The LOI Playbook: Terms That De-risk Your Sale
Executive Summary (TL;DR)
- The letter of intent business sale terms you accept will shape your leverage, timeline, and closing risk more than the headline price alone.
- Sellers de-risk outcomes by tightening exclusivity, defining financing and diligence milestones, and aligning on working capital and deal structure early.
- Use the LOI to prevent “re-trades” by locking down what’s included (assets, liabilities, inventory), how price adjusts, and what approvals are required.
- Sellers who should act now: owners entering market within 90 days, owners with lender-dependent buyers, and owners who want fewer surprises between LOI and closing.
Table of Contents
- Why the LOI matters right now
- What sellers should do next
- Valuation lens: price vs. terms
- Deal process overview (NDA → LOI → diligence → close)
- The LOI term sheet: clauses that de-risk your sale
- Due diligence checklist (with table)
- Myth vs. Fact
- Decision matrix: comparing LOIs
- 30/60/90 execution plan
- Next steps on BizTrader
Why the LOI matters right now
A Letter of Intent (LOI) is where momentum becomes structure. It’s also where most sellers accidentally “give away” leverage—usually through vague language that lets a buyer reopen the deal later.
The LOI is not just a price memo. It’s a risk allocation document. Done well, it:
- keeps the buyer moving (and honest) during diligence,
- reduces last-minute price reductions (“re-trades”),
- limits disruption to employees and customers,
- and defines the closing path with fewer unknowns.
If you’re focused on letter of intent business sale terms, think of the LOI as a guardrail: it doesn’t replace the definitive purchase agreement, but it sets expectations and narrows disputes before they become expensive.
For sellers preparing to go to market, start your listing and outreach plan here: Sell a Business on BizTrader.
What sellers should do next
Before you negotiate language, set your “non-negotiables” and prep the deal so the LOI is about terms—not chaos.
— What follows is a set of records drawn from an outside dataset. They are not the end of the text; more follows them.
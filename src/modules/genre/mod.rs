use crate::state::AppState;
use axum::Router;
use axum::routing::get;

pub mod dto;
pub mod handler;
pub mod model;
pub mod repository;
pub mod service;

pub fn router() -> Router<AppState> {
    Router::new()
        .route("/", get(handler::list_genres).post(handler::create_genre))
        .route(
            "/{id}",
            axum::routing::put(handler::update_genre).delete(handler::delete_genre),
        )
}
1) Define your red lines (before offers arrive)
Write these down and share them with your advisor (or keep them as a private checklist):
- Minimum cash at close
- Maximum seller note exposure (if any)
- Willingness to do an earnout (yes/no + caps)
- Preferred deal structure (asset vs. stock sale)
- Target close window
- Transition period you can realistically support
- Landlord consent risk (if you lease)
2) Clean up the earnings story
Most LOI friction starts with earnings quality and how profits are presented.
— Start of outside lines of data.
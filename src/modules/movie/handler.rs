use super::dto::{MovieDetails, MovieSubmission};
use super::service::MovieService;
use crate::common::error::ApiError;
use crate::common::response::{ApiResponse, ApiSuccess};
use crate::common::upload::poster_content_type;
use crate::state::AppState;
use axum::{
    extract::{Multipart, Path, State},
    http::{StatusCode, header},
    response::{IntoResponse, Response},
};

/// List all movies
#[utoipa::path(
    get,
    path = "/api/movies",
    responses(
        (status = 200, description = "List of movies", body = ApiResponse<Vec<MovieDetails>>)
    ),
    tag = "Movies"
)]
pub async fn list_movies(State(state): State<AppState>) -> Result<impl IntoResponse, ApiError> {
    let movies = MovieService::list(state).await?;
    let data: Vec<MovieDetails> = movies.into_iter().map(MovieDetails::from).collect();

    Ok(ApiSuccess(
        ApiResponse::success(data, "Movies retrieved successfully"),
        StatusCode::OK,
    ))
}

/// Get movie by ID
#[utoipa::path(
    get,
    path = "/api/movies/{id}",
    params(
        ("id" = i32, Path, description = "Movie ID")
    ),
    responses(
        (status = 200, description = "Movie details", body = ApiResponse<MovieDetails>),
        (status = 404, description = "Movie not found")
    ),
    tag = "Movies"
)]
pub async fn get_movie(
    State(state): State<AppState>,
    Path(id): Path<i32>,
) -> Result<impl IntoResponse, ApiError> {
    let movie = MovieService::get(state, id).await?;

    Ok(ApiSuccess(
        ApiResponse::success(MovieDetails::from(movie), "Movie retrieved successfully"),
        StatusCode::OK,
    ))
}

/// List movies by genre
#[utoipa::path(
    get,
    path = "/api/movies/ByGenre/{genre_id}",
    params(
        ("genre_id" = u8, Path, description = "Genre ID")
    ),
    responses(
        (status = 200, description = "Movies in the genre", body = ApiResponse<Vec<MovieDetails>>),
        (status = 400, description = "GenreId missing")
    ),
    tag = "Movies"
)]
pub async fn list_movies_by_genre(
    State(state): State<AppState>,
    Path(genre_id): Path<u8>,
) -> Result<impl IntoResponse, ApiError> {
    let movies = MovieService::list_by_genre(state, genre_id).await?;
    let data: Vec<MovieDetails> = movies.into_iter().map(MovieDetails::from).collect();

    Ok(ApiSuccess(
        ApiResponse::success(data, "Movies retrieved successfully"),
        StatusCode::OK,
    ))
}

// The genre-scoped route with no id segment is still a valid URL; it just
// never has anything to return.
pub async fn list_movies_missing_genre() -> Result<(), ApiError> {
    Err(ApiError::invalid("GenreId is required."))
}

/// Create a movie from a multipart form with a poster upload
#[utoipa::path(
    post,
    path = "/api/movies",
    request_body(content = String, content_type = "multipart/form-data"),
    responses(
        (status = 200, description = "Movie created", body = ApiResponse<MovieDetails>),
        (status = 400, description = "Validation failure")
    ),
    tag = "Movies"
)]
pub async fn create_movie(
    State(state): State<AppState>,
    multipart: Multipart,
) -> Result<impl IntoResponse, ApiError> {
    let submission = MovieSubmission::from_multipart(multipart).await?;
    let movie = MovieService::create(state, submission).await?;

    Ok(ApiSuccess(
        ApiResponse::success(MovieDetails::from(movie), "Movie created successfully"),
        StatusCode::OK,
    ))
}

/// Partially update a movie
#[utoipa::path(
    put,
    path = "/api/movies/{id}",
    params(
        ("id" = i32, Path, description = "Movie ID")
    ),
    request_body(content = String, content_type = "multipart/form-data"),
    responses(
        (status = 200, description = "Movie updated", body = ApiResponse<MovieDetails>),
        (status = 400, description = "Validation failure"),
        (status = 404, description = "Movie not found")
    ),
    tag = "Movies"
)]
pub async fn update_movie(
    State(state): State<AppState>,
    Path(id): Path<i32>,
    multipart: Multipart,
) -> Result<impl IntoResponse, ApiError> {
    let submission = MovieSubmission::from_multipart(multipart).await?;
    let movie = MovieService::update(state, id, submission).await?;

    Ok(ApiSuccess(
        ApiResponse::success(MovieDetails::from(movie), "Movie updated successfully"),
        StatusCode::OK,
    ))
}

/// Delete a movie
#[utoipa::path(
    delete,
    path = "/api/movies/{id}",
    params(
        ("id" = i32, Path, description = "Movie ID")
    ),
    responses(
        (status = 200, description = "Movie deleted", body = ApiResponse<MovieDetails>),
        (status = 404, description = "Movie not found")
    ),
    tag = "Movies"
)]
pub async fn delete_movie(
    State(state): State<AppState>,
    Path(id): Path<i32>,
) -> Result<impl IntoResponse, ApiError> {
    let movie = MovieService::delete(state, id).await?;

    Ok(ApiSuccess(
        ApiResponse::success(MovieDetails::from(movie), "Movie deleted successfully"),
        StatusCode::OK,
    ))
}

/// Serve the stored poster bytes
#[utoipa::path(
    get,
    path = "/api/movies/{id}/poster",
    params(
        ("id" = i32, Path, description = "Movie ID")
    ),
    responses(
        (status = 200, description = "Poster image", body = Vec<u8>),
        (status = 404, description = "Movie or poster not found")
    ),
    tag = "Movies"
)]
pub async fn get_movie_poster(
    State(state): State<AppState>,
    Path(id): Path<i32>,
) -> Result<Response, ApiError> {
    let movie = MovieService::get(state, id).await?;
    let bytes = movie
        .poster
        .ok_or_else(|| ApiError::NotFound(format!("No poster was found for movie with ID: {id}")))?;

    let content_type = poster_content_type(&bytes);
    Ok(([(header::CONTENT_TYPE, content_type.to_string())], bytes).into_response())
}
- SDE (Seller’s Discretionary Earnings): typically used for owner-operator businesses; add-backs often include owner salary, one-time expenses, and discretionary costs.
- EBITDA (Earnings Before Interest, Taxes, Depreciation, and Amortization): often used for larger or more operationally independent businesses.
- Add-backs: legitimate normalization adjustments—only if they’re documented and defensible.
If you can’t explain add-backs quickly with backup, a buyer will discount them later.
3) Build a “diligence-ready” package
You don’t need to overshare early, but you do need to be organized. The LOI should reference a clear diligence scope and timeline—so have your documentation ready (see checklist below).
4) Consider representation early
A deal-savvy attorney and tax advisor are table stakes. If you want brokerage support, you can also explore options in BizTrader’s directory: Business Brokers on BizTrader.
Valuation lens: price vs. terms
Sellers often treat valuation as the number. Buyers treat valuation as the number and the path to collect it.
Here’s the practical way to think about it:
- Price answers: “What is the business worth?”
- Terms answer: “How likely am I to actually get paid?”
Key valuation concepts that show up in LOIs
- Working capital: the operating liquidity needed to run day-to-day (think receivables, payables, inventory, prepaid expenses). LOIs often set a “normal” level and adjust price at close based on actual working capital delivered.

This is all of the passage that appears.